The Cyclopedia of New Zealand [Taranaki, Hawke's Bay & Wellington Provincial Districts]
Mr. Alfred Giblin
Mr. Alfred Giblin, an old colonist, who resides at Whare-puki (a house on a hill), Te Hauke, Te Aute, was born in Essex, England, in the year 1848, and received his education in Warwickshire, under the Rev. John Townsend. He came to New Zealand in 1866, accompanied by his younger brother, in the s.s. “Kaikoura” — the first of the Panama line of steamers to call at New Zealand—and landed in Wellington. He originally booked his passage to the colony in the ill-fated steamer “London,” which sank in the Bay of Biscay, but owing to business complications, he fortunately missed the steamer. On landing, Mr. Giblin proceeded to Messrs Nelson Brothers' station at Arlington, Waipukurau, where he served a six months' cadetship, and was afterwards appointed manager of the same firm's Kereru station, where he remained for ten years. After two years spent in travelling, including a visit to England, Mr.

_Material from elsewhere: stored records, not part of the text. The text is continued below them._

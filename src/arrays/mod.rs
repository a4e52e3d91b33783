//! arrays — sampled functions with units: resampling, evaluation, integration.
//!
//! Purpose
//! -------
//! Provide [`DataArray`], a 1-D sampled function `Y(X)` whose axes each carry
//! a physical dimension, together with the numeric kernels it relies on.
//! Arrays sampled on different grids can be combined directly: both operands
//! are interpolated onto a common grid before the operator is applied.
//!
//! Key behaviors
//! -------------
//! - [`data_array`]: the container, its constructors and arithmetic.
//! - [`interp`]: clamped linear interpolation and the common-grid rule.
//! - [`integ`]: trapezoidal definite integrals over partial intervals.
//! - [`sampling`]: [`sample_function`], building arrays from unit-aware
//!   functions.
//! - [`validation`]: shared axis and operand checks.
//!
//! Invariants & assumptions
//! ------------------------
//! - X and Y are real, equal-length, with at least two samples; values are
//!   stored in SI units of their axis dimension.
//! - Order-sensitive operations require a strictly ascending X and report
//!   [`ArrayError::UnsortedArray`] otherwise.
//!
//! Conventions
//! -----------
//! - Unit rules mirror quantity arithmetic: `add`/`sub` need equal Y units,
//!   `mul`/`div` combine them; every binary operation needs equal X units.
//! - Only linear interpolation is performed; no extrapolation beyond
//!   clamping to the end values during resampling.
//!
//! Testing notes
//! -------------
//! - Unit tests live next to each submodule; the end-to-end scenario
//!   (construction, resampling, integration, sampling, display) lives in
//!   `tests/integration_data_array_pipeline.rs`.

pub mod data_array;
pub mod errors;
pub mod integ;
pub mod interp;
pub mod sampling;
pub mod validation;

// ---- Re-exports (primary public surface) ----------------------------------

pub use self::data_array::{DataArray, PlotData};
pub use self::errors::{ArrayError, ArrayResult};
pub use self::sampling::{DEFAULT_SAMPLE_COUNT, sample_function};

pub mod prelude {
    pub use super::{
        ArrayError, ArrayResult, DEFAULT_SAMPLE_COUNT, DataArray, PlotData, sample_function,
    };
}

Giblin returned to New Zealand, and took over the management of Mr. Carlyon's Gwavas station, at Tikikino, a position he retained for twenty-seven years. While at page 403 “Gwavas” he bought, in conjunction with the late Colonel Herrick, a station at Weber, of 5,300 acres, all dense bush country. Subsequently the partnership was dissolved, and a portion of the estate sold. Mr. Giblin's Weber property consists of 1,700 acres of freehold land, known as “Oporae” (so named after the mountain of that name, the highest point in Hawke's Bay), and is capable of carrying two sheep to the acre, and grazing upwards of 250 head of cattle. Mr. Giblin has served on the Tikokino Road Board, and is a member of the Hawke's Bay Agricultural and Pastoral Society, and the Hawke's Bay Club, Napier. He was largely instrumental in working up the Hawke's. Bay pack of hounds to their present efficiency. Mr. Giblin married a daughter of the late Major G. G. Carlyon, in the year 1884.